> **Records for this exercise**
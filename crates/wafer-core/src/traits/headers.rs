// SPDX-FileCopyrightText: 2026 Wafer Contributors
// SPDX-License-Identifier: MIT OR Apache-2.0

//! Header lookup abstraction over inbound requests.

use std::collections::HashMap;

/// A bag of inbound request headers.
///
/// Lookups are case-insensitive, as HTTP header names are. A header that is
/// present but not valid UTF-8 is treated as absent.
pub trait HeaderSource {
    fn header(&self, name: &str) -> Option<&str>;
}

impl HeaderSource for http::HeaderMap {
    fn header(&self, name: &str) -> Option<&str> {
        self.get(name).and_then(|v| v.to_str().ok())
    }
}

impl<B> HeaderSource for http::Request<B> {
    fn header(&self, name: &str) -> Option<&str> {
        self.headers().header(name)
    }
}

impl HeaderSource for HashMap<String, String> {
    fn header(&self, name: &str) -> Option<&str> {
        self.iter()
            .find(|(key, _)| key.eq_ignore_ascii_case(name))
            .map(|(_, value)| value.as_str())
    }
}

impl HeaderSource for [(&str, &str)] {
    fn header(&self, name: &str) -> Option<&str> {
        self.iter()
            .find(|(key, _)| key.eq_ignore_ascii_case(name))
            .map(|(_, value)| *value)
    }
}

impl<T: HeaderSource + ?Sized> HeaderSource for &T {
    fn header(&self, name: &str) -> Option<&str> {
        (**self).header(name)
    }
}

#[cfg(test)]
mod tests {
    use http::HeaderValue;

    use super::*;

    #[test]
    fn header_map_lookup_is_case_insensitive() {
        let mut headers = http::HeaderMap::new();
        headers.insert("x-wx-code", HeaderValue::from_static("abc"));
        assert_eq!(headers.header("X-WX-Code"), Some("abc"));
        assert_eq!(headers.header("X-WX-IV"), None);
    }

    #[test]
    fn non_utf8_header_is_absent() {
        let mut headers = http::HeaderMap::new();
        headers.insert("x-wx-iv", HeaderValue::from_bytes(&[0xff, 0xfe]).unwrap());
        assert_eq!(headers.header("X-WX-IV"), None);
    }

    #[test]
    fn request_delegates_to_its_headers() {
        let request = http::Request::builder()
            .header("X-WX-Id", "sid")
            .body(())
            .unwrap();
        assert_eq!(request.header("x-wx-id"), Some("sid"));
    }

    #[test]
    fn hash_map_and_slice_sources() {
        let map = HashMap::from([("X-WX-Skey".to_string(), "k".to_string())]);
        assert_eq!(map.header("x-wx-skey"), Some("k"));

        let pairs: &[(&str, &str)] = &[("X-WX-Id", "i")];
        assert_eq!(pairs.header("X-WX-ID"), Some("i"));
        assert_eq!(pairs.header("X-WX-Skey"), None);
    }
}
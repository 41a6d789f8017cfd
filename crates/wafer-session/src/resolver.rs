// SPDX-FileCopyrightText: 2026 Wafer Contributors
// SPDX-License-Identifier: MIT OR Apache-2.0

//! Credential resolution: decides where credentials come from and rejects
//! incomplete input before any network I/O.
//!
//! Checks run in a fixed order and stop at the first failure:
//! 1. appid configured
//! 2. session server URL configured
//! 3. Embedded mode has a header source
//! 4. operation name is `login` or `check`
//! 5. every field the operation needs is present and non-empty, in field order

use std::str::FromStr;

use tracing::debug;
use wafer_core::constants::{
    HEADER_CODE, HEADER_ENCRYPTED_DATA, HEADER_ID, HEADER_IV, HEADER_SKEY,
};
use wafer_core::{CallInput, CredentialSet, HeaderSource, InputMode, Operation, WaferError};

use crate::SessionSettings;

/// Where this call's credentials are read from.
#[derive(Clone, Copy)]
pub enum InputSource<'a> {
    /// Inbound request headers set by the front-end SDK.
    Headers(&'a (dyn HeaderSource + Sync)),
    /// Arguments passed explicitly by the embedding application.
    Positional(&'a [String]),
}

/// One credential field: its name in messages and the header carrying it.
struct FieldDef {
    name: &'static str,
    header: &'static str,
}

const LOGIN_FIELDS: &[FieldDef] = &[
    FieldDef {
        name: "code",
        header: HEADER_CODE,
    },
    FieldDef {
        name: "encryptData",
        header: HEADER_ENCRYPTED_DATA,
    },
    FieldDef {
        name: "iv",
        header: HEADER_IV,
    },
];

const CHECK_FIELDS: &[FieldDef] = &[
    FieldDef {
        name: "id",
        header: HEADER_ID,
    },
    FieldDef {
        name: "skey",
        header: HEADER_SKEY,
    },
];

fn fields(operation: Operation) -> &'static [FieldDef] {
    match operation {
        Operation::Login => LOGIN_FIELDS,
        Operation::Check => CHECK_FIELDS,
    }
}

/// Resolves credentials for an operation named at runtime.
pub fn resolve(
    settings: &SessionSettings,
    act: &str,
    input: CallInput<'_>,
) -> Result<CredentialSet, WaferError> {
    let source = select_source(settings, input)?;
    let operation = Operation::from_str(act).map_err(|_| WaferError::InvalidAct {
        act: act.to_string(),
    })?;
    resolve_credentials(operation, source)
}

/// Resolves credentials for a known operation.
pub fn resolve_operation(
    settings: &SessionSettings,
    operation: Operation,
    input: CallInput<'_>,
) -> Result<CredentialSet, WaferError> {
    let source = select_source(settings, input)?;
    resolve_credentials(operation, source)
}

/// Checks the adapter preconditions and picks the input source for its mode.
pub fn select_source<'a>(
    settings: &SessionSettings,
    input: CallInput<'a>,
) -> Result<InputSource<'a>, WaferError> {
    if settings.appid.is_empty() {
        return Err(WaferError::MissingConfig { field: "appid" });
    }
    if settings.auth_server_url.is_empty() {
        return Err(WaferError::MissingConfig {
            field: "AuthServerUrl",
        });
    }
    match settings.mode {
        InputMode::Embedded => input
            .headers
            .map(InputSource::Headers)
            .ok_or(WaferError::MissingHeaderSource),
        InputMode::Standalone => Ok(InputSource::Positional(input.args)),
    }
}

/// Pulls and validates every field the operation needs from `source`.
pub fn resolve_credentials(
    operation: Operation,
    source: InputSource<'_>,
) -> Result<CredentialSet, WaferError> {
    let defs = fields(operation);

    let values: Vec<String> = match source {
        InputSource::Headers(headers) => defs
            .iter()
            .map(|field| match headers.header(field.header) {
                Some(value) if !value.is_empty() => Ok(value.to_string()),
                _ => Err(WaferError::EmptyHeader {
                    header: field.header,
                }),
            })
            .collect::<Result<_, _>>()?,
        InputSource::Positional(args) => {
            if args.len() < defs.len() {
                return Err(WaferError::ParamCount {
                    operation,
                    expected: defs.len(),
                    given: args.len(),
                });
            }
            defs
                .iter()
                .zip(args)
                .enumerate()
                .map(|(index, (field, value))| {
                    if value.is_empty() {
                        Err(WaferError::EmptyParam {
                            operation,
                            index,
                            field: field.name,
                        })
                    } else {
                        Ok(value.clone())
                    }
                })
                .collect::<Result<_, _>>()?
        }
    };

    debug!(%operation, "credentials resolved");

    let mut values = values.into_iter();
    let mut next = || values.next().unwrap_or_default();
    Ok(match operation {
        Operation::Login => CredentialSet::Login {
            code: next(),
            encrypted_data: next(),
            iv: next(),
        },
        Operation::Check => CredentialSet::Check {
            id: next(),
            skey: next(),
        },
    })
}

> **Exercise goal**
All of the data above needs to be written out again, exactly.

> **Answer to this exercise**
filename crates/wafer-core/src/traits/headers.rs
// SPDX-FileCopyrightText: 2026 Wafer Contributors
// SPDX-License-Identifier: MIT OR Apache-2.0

//! Header lookup abstraction over inbound requests.

use std::collections::HashMap;

/// A bag of inbound request headers.
///
/// Lookups are case-insensitive, as HTTP header names are. A header that is
/// present but not valid UTF-8 is treated as absent.
pub trait HeaderSource {
    fn header(&self, name: &str) -> Option<&str>;
}

impl HeaderSource for http::HeaderMap {
    fn header(&self, name: &str) -> Option<&str> {
        self.get(name).and_then(|v| v.to_str().ok())
    }
}

impl<B> HeaderSource for http::Request<B> {
    fn header(&self, name: &str) -> Option<&str> {
        self.headers().header(name)
    }
}

impl HeaderSource for HashMap<String, String> {
    fn header(&self, name: &str) -> Option<&str> {
        self.iter()
            .find(|(key, _)| key.eq_ignore_ascii_case(name))
            .map(|(_, value)| value.as_str())
    }
}

impl HeaderSource for [(&str, &str)] {
    fn header(&self, name: &str) -> Option<&str> {
        self.iter()
            .find(|(key, _)| key.eq_ignore_ascii_case(name))
            .map(|(_, value)| *value)
    }
}

impl<T: HeaderSource + ?Sized> HeaderSource for &T {
    fn header(&self, name: &str) -> Option<&str> {
        (**self).header(name)
    }
}

#[cfg(test)]
mod tests {
    use http::HeaderValue;

    use super::*;

    #[test]
    fn header_map_lookup_is_case_insensitive() {
        let mut headers = http::HeaderMap::new();
        headers.insert("x-wx-code", HeaderValue::from_static("abc"));
        assert_eq!(headers.header("X-WX-Code"), Some("abc"));
        assert_eq!(headers.header("X-WX-IV"), None);
    }

    #[test]
    fn non_utf8_header_is_absent() {
        let mut headers = http::HeaderMap::new();
        headers.insert("x-wx-iv", HeaderValue::from_bytes(&[0xff, 0xfe]).unwrap());
        assert_eq!(headers.header("X-WX-IV"), None);
    }

    #[test]
    fn request_delegates_to_its_headers() {
        let request = http::Request::builder()
            .header("X-WX-Id", "sid")
            .body(())
            .unwrap();
        assert_eq!(request.header("x-wx-id"), Some("sid"));
    }

    #[test]
    fn hash_map_and_slice_sources() {
        let map = HashMap::from([("X-WX-Skey".to_string(), "k".to_string())]);
        assert_eq!(map.header("x-wx-skey"), Some("k"));

        let pairs: &[(&str, &str)] = &[("X-WX-Id", "i")];
        assert_eq!(pairs.header("X-WX-ID"), Some("i"));
        assert_eq!(pairs.header("X-WX-Skey"), None);
    }
}
repository 41a6d789f8017cfd
filename crates/wafer-session/src/resolver.rs
// SPDX-FileCopyrightText: 2026 Wafer Contributors
// SPDX-License-Identifier: MIT OR Apache-2.0

//! Credential resolution: decides where credentials come from and rejects
//! incomplete input before any network I/O.
//!
//! Checks run in a fixed order and stop at the first failure:
//! 1. appid configured
//! 2. session server URL configured
//! 3. Embedded mode has a header source
//! 4. operation name is `login` or `check`
//! 5. every field the operation needs is present and non-empty, in field order

use std::str::FromStr;

use tracing::debug;
use wafer_core::constants::{
    HEADER_CODE, HEADER_ENCRYPTED_DATA, HEADER_ID, HEADER_IV, HEADER_SKEY,
};
use wafer_core::{CallInput, CredentialSet, HeaderSource, InputMode, Operation, WaferError};

use crate::SessionSettings;

/// Where this call's credentials are read from.
#[derive(Clone, Copy)]
pub enum InputSource<'a> {
    /// Inbound request headers set by the front-end SDK.
    Headers(&'a (dyn HeaderSource + Sync)),
    /// Arguments passed explicitly by the embedding application.
    Positional(&'a [String]),
}

/// One credential field: its name in messages and the header carrying it.
struct FieldDef {
    name: &'static str,
    header: &'static str,
}

const LOGIN_FIELDS: &[FieldDef] = &[
    FieldDef {
        name: "code",
        header: HEADER_CODE,
    },
    FieldDef {
        name: "encryptData",
        header: HEADER_ENCRYPTED_DATA,
    },
    FieldDef {
        name: "iv",
        header: HEADER_IV,
    },
];

const CHECK_FIELDS: &[FieldDef] = &[
    FieldDef {
        name: "id",
        header: HEADER_ID,
    },
    FieldDef {
        name: "skey",
        header: HEADER_SKEY,
    },
];

fn fields(operation: Operation) -> &'static [FieldDef] {
    match operation {
        Operation::Login => LOGIN_FIELDS,
        Operation::Check => CHECK_FIELDS,
    }
}

/// Resolves credentials for an operation named at runtime.
pub fn resolve(
    settings: &SessionSettings,
    act: &str,
    input: CallInput<'_>,
) -> Result<CredentialSet, WaferError> {
    let source = select_source(settings, input)?;
    let operation = Operation::from_str(act).map_err(|_| WaferError::InvalidAct {
        act: act.to_string(),
    })?;
    resolve_credentials(operation, source)
}

/// Resolves credentials for a known operation.
pub fn resolve_operation(
    settings: &SessionSettings,
    operation: Operation,
    input: CallInput<'_>,
) -> Result<CredentialSet, WaferError> {
    let source = select_source(settings, input)?;
    resolve_credentials(operation, source)
}

/// Checks the adapter preconditions and picks the input source for its mode.
pub fn select_source<'a>(
    settings: &SessionSettings,
    input: CallInput<'a>,
) -> Result<InputSource<'a>, WaferError> {
    if settings.appid.is_empty() {
        return Err(WaferError::MissingConfig { field: "appid" });
    }
    if settings.auth_server_url.is_empty() {
        return Err(WaferError::MissingConfig {
            field: "AuthServerUrl",
        });
    }
    match settings.mode {
        InputMode::Embedded => input
            .headers
            .map(InputSource::Headers)
            .ok_or(WaferError::MissingHeaderSource),
        InputMode::Standalone => Ok(InputSource::Positional(input.args)),
    }
}

/// Pulls and validates every field the operation needs from `source`.
pub fn resolve_credentials(
    operation: Operation,
    source: InputSource<'_>,
) -> Result<CredentialSet, WaferError> {
    let defs = fields(operation);

    let values: Vec<String> = match source {
        InputSource::Headers(headers) => defs
            .iter()
            .map(|field| match headers.header(field.header) {
                Some(value) if !value.is_empty() => Ok(value.to_string()),
                _ => Err(WaferError::EmptyHeader {
                    header: field.header,
                }),
            })
            .collect::<Result<_, _>>()?,
        InputSource::Positional(args) => {
            if args.len() < defs.len() {
                return Err(WaferError::ParamCount {
                    operation,
                    expected: defs.len(),
                    given: args.len(),
                });
            }
            defs
                .iter()
                .zip(args)
                .enumerate()
                .map(|(index, (field, value))| {
                    if value.is_empty() {
                        Err(WaferError::EmptyParam {
                            operation,
                            index,
                            field: field.name,
                        })
                    } else {
                        Ok(value.clone())
                    }
                })
                .collect::<Result<_, _>>()?
        }
    };

    debug!(%operation, "credentials resolved");

    let mut values = values.into_iter();
    let mut next = || values.next().unwrap_or_default();
    Ok(match operation {
        Operation::Login => CredentialSet::Login {
            code: next(),
            encrypted_data: next(),
            iv: next(),
        },
        Operation::Check => CredentialSet::Check {
            id: next(),
            skey: next(),
        },
    })
}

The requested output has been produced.